Transaction Readiness

Being “transaction ready” means your business is prepared, credible, and optimised to attract the best price, favourable terms, and swift deal execution. At Gravitate, we help business owners ready themselves financially, operationally and legally.

What is Transaction Readiness?

Transaction readiness is the comprehensive preparation of a business for a significant financial event, such as a sale or merger, to maximise its valuation and ensure a smooth, timely transaction.

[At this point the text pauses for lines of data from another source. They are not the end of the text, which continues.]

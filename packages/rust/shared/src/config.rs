//! Application configuration for stackpages.
//!
//! User config lives at `~/.stackpages/stackpages.toml`.
//! CLI flags override config file values, which override defaults.

use std::path::{Path, PathBuf};

use serde::{Deserialize, Serialize};
use url::Url;

use crate::error::{Result, StackPagesError};

/// Default configuration file name.
const CONFIG_FILE_NAME: &str = "stackpages.toml";

/// Default config directory name under the user's home.
const CONFIG_DIR_NAME: &str = ".stackpages";

/// Content source whose markdown nodes carry the stack catalog.
pub const README_STACKS_SOURCE: &str = "readme-stacks";

// ---------------------------------------------------------------------------
// Config structs (matching stackpages.toml schema)
// ---------------------------------------------------------------------------

/// Top-level application config, deserialized from TOML.
#[derive(Debug, Clone, Default, Serialize, Deserialize)]
pub struct AppConfig {
    /// External metadata lookup services.
    #[serde(default)]
    pub lookups: LookupsConfig,

    /// Page generation settings.
    #[serde(default)]
    pub pages: PagesConfig,

    /// Content index location.
    #[serde(default)]
    pub storage: StorageConfig,
}

/// `[lookups]` section.
#[derive(Debug, Clone, Serialize, Deserialize)]
pub struct LookupsConfig {
    /// Base URL of the GitHub REST API.
    #[serde(default = "default_github_api_url")]
    pub github_api_url: String,

    /// Name of the env var holding the GitHub token (never store the token itself).
    #[serde(default = "default_github_token_env")]
    pub github_token_env: String,

    /// Base URL of the StackShare API.
    #[serde(default = "default_stackshare_api_url")]
    pub stackshare_api_url: String,

    /// Name of the env var holding the StackShare API key.
    #[serde(default = "default_stackshare_token_env")]
    pub stackshare_token_env: String,

    /// Per-request timeout in seconds.
    #[serde(default = "default_timeout_secs")]
    pub timeout_secs: u64,

    /// Upper bound on tools enriched at once. Unset means unlimited.
    #[serde(default, skip_serializing_if = "Option::is_none")]
    pub max_concurrency: Option<usize>,
}

impl Default for LookupsConfig {
    fn default() -> Self {
        Self {
            github_api_url: default_github_api_url(),
            github_token_env: default_github_token_env(),
            stackshare_api_url: default_stackshare_api_url(),
            stackshare_token_env: default_stackshare_token_env(),
            timeout_secs: default_timeout_secs(),
            max_concurrency: None,
        }
    }
}

fn default_github_api_url() -> String {
    "https://api.github.com".into()
}
fn default_github_token_env() -> String {
    "GITHUB_TOKEN".into()
}
fn default_stackshare_api_url() -> String {
    "https://api.stackshare.io".into()
}
fn default_stackshare_token_env() -> String {
    "STACKSHARE_API_KEY".into()
}
fn default_timeout_secs() -> u64 {
    10
}

/// `[pages]` section.
#[derive(Debug, Clone, Serialize, Deserialize)]
pub struct PagesConfig {
    /// Source instance name whose markdown nodes get enriched stacks.
    #[serde(default = "default_source_name")]
    pub source_name: String,

    /// Page component every generated stack page is rendered with.
    #[serde(default = "default_component")]
    pub component: String,
}

impl Default for PagesConfig {
    fn default() -> Self {
        Self {
            source_name: default_source_name(),
            component: default_component(),
        }
    }
}

fn default_source_name() -> String {
    README_STACKS_SOURCE.into()
}
fn default_component() -> String {
    "src/components/pages/readme-stacks-page.js".into()
}

/// `[storage]` section.
#[derive(Debug, Clone, Serialize, Deserialize)]
pub struct StorageConfig {
    /// Path of the content index database.
    #[serde(default = "default_db_path")]
    pub db_path: String,
}

impl Default for StorageConfig {
    fn default() -> Self {
        Self {
            db_path: default_db_path(),
        }
    }
}

fn default_db_path() -> String {
    ".stackpages/content.db".into()
}

// ---------------------------------------------------------------------------
// Validation
// ---------------------------------------------------------------------------

impl LookupsConfig {
    /// Parse and validate the GitHub API base URL.
    pub fn github_api(&self) -> Result<Url> {
        parse_endpoint("lookups.github_api_url", &self.github_api_url)
    }

    /// Parse and validate the StackShare API base URL.
    pub fn stackshare_api(&self) -> Result<Url> {
        parse_endpoint("lookups.stackshare_api_url", &self.stackshare_api_url)
    }

    /// Read the GitHub token from the configured env var, if set and non-empty.
    pub fn github_token(&self) -> Option<String> {
        read_token(&self.github_token_env)
    }

    /// Read the StackShare API key from the configured env var, if set and non-empty.
    pub fn stackshare_token(&self) -> Option<String> {
        read_token(&self.stackshare_token_env)
    }
}

fn parse_endpoint(key: &str, value: &str) -> Result<Url> {
    let url = Url::parse(value)
        .map_err(|e| StackPagesError::config(format!("{key}: invalid URL '{value}': {e}")))?;
    match url.scheme() {
        "http" | "https" => Ok(url),
        other => Err(StackPagesError::config(format!(
            "{key}: unsupported scheme '{other}'"
        ))),
    }
}

fn read_token(var_name: &str) -> Option<String> {
    match std::env::var(var_name) {
        Ok(val) if !val.is_empty() => Some(val),
        _ => None,
    }
}

/// Check the config for values that would only fail later.
pub fn validate_config(config: &AppConfig) -> Result<()> {
    config.lookups.github_api()?;
    config.lookups.stackshare_api()?;
    if config.lookups.timeout_secs == 0 {
        return Err(StackPagesError::config("lookups.timeout_secs must be > 0"));
    }
    if config.lookups.max_concurrency == Some(0) {
        return Err(StackPagesError::config(
            "lookups.max_concurrency must be > 0 when set",
        ));
    }
    if config.pages.source_name.trim().is_empty() {
        return Err(StackPagesError::config("pages.source_name must not be empty"));
    }
    Ok(())
}

// ---------------------------------------------------------------------------
// Config loading
// ---------------------------------------------------------------------------

/// Get the path to the config directory (`~/.stackpages/`).
pub fn config_dir() -> Result<PathBuf> {
    let home = dirs::home_dir()
        .ok_or_else(|| StackPagesError::config("could not determine home directory"))?;
    Ok(home.join(CONFIG_DIR_NAME))
}

/// Get the path to the config file (`~/.stackpages/stackpages.toml`).
pub fn config_file_path() -> Result<PathBuf> {
    Ok(config_dir()?.join(CONFIG_FILE_NAME))
}

/// Load the application config from disk. Returns defaults if the file does not exist.
pub fn load_config() -> Result<AppConfig> {
    let path = config_file_path()?;

    if !path.exists() {
        tracing::debug!(?path, "config file not found, using defaults");
        return Ok(AppConfig::default());
    }

    load_config_from(&path)
}

/// Load the application config from a specific file path.
pub fn load_config_from(path: &Path) -> Result<AppConfig> {
    let content = std::fs::read_to_string(path).map_err(|e| StackPagesError::io(path, e))?;

    let config: AppConfig = toml::from_str(&content).map_err(|e| {
        StackPagesError::config(format!("failed to parse {}: {e}", path.display()))
    })?;
    validate_config(&config)?;
    Ok(config)
}

/// Create the config directory and write a default config file.
/// Returns the path to the created file.
pub fn init_config() -> Result<PathBuf> {
    let dir = config_dir()?;
    std::fs::create_dir_all(&dir).map_err(|e| StackPagesError::io(&dir, e))?;

    let path = dir.join(CONFIG_FILE_NAME);
    let config = AppConfig::default();
    let content =
        toml::to_string_pretty(&config).map_err(|e| StackPagesError::config(e.to_string()))?;

    std::fs::write(&path, content).map_err(|e| StackPagesError::io(&path, e))?;
    tracing::info!(?path, "created default config file");

    Ok(path)
}

#[cfg(test)]
mod tests {
    use super::*;

    #[test]
    fn default_config_serializes() {
        let config = AppConfig::default();
        let toml_str = toml::to_string_pretty(&config).expect("serialize default config");
        assert!(toml_str.contains("github_api_url"));
        assert!(toml_str.contains("GITHUB_TOKEN"));
        assert!(toml_str.contains("readme-stacks"));
    }

    #[test]
    fn config_roundtrip() {
        let config = AppConfig::default();
        let toml_str = toml::to_string_pretty(&config).expect("serialize");
        let parsed: AppConfig = toml::from_str(&toml_str).expect("deserialize");
        assert_eq!(parsed.lookups.timeout_secs, 10);
        assert_eq!(parsed.pages.source_name, README_STACKS_SOURCE);
        assert!(parsed.lookups.max_concurrency.is_none());
    }

    #[test]
    fn partial_config_fills_defaults() {
        let toml_str = r#"
[lookups]
max_concurrency = 4

[pages]
component = "src/templates/stack.js"
"#;
        let config: AppConfig = toml::from_str(toml_str).expect("parse");
        assert_eq!(config.lookups.max_concurrency, Some(4));
        assert_eq!(config.lookups.github_api_url, "https://api.github.com");
        assert_eq!(config.pages.component, "src/templates/stack.js");
        assert_eq!(config.pages.source_name, README_STACKS_SOURCE);
        assert!(validate_config(&config).is_ok());
    }

    #[test]
    fn rejects_bad_endpoint() {
        let mut config = AppConfig::default();
        config.lookups.stackshare_api_url = "ftp://stackshare.io".into();
        let err = validate_config(&config).unwrap_err();
        assert!(err.to_string().contains("unsupported scheme"));

        config.lookups.stackshare_api_url = "not a url".into();
        assert!(validate_config(&config).is_err());
    }

    #[test]
    fn rejects_zero_concurrency() {
        let mut config = AppConfig::default();
        config.lookups.max_concurrency = Some(0);
        assert!(validate_config(&config).is_err());
    }

    #[test]
    fn missing_token_env_reads_none() {
        let mut config = AppConfig::default();
        // Use a unique env var name to avoid interfering with other tests
        config.lookups.github_token_env = "SP_TEST_NONEXISTENT_TOKEN_12345".into();
        assert!(config.lookups.github_token().is_none());
    }
}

But it isn’t just for businesses with imminent exits. It also adds value whenever you’re aiming to maximise flexibility, reduce risk, or raise capital. Common triggers include:

  • You’re preparing to sell your business or exit via trade sale, private equity, or management buy-out
  • You’re seeking investment and want to be due-diligence ready
  • You need to clean up financials, contracts or operations before formal negotiations
  • You want to strengthen your business case, valuation or narrative
  • You're planning internal restructuring, succession or gearing up for external partnerships

We recommend starting as early as possible; this gives you more time to close the gaps and avoid last-minute cost reductions in value.

The key components of transaction readiness

At Gravitate Corporate Finance, we approach transaction readiness holistically. This means examining and anticipating what potential buyers or investors will scrutinise and where the key risk areas are that could reduce your deal leverage.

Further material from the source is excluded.